**Work request**: Quote, with no changes, the lines that run from the top of the material to the line with "when a token is", both included.

--- START ---

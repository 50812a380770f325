use gloo::net::http::Request;
use serde::de::DeserializeOwned;
use taskwell_core::protocol::{
  ApiOutcome,
  Envelope,
  FormParams,
  classify
};
use web_sys::UrlSearchParams;

use crate::config;

/// POSTs a form-encoded body to
/// `{base_url}/{endpoint}`, attaching
/// the bearer header when a token is
/// present. All side effects of the
/// outcome (navigation, toasts, token
/// teardown) belong to the caller.
pub async fn call<R>(
  endpoint: &str,
  params: &FormParams,
  token: Option<&str>
) -> ApiOutcome<R>
where
  R: DeserializeOwned
{
  let url = format!(
    "{}/{}",
    config::api_base_url(),
    endpoint
  );

  let body = match UrlSearchParams::new()
  {
    | Ok(body) => body,
    | Err(error) => {
      return ApiOutcome::Other(
        format!(
          "failed building request \
           body: {error:?}"
        )
      );
    }
  };
  for (name, value) in params {
    body.append(name, value);
  }

  let mut builder =
    Request::post(&url);
  if let Some(token) = token {
    builder = builder.header(
      "Authorization",
      &format!("Bearer {token}")
    );
  }

  let request =
    match builder.body(body) {
      | Ok(request) => request,
      | Err(error) => {
        return ApiOutcome::Other(
          format!(
            "failed building \
             request: {error}"
          )
        );
      }
    };

  let response =
    match request.send().await {
      | Ok(response) => response,
      | Err(error) => {
        tracing::error!(
          endpoint,
          %error,
          "request transport failed"
        );
        return ApiOutcome::Other(
          format!(
            "network error: {error}"
          )
        );
      }
    };

  let status = response.status();
  let envelope = response
    .json::<Envelope>()
    .await
    .ok();

  tracing::debug!(
    endpoint,
    status,
    "api call resolved"
  );

  classify(status, envelope).decode()
}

--- END ---

**Response below**:
repository 50812a380770f325
use gloo::net::http::Request;
use serde::de::DeserializeOwned;
use taskwell_core::protocol::{
  ApiOutcome,
  Envelope,
  FormParams,
  classify
};
use web_sys::UrlSearchParams;

use crate::config;

/// POSTs a form-encoded body to
/// `{base_url}/{endpoint}`, attaching
/// the bearer header when a token is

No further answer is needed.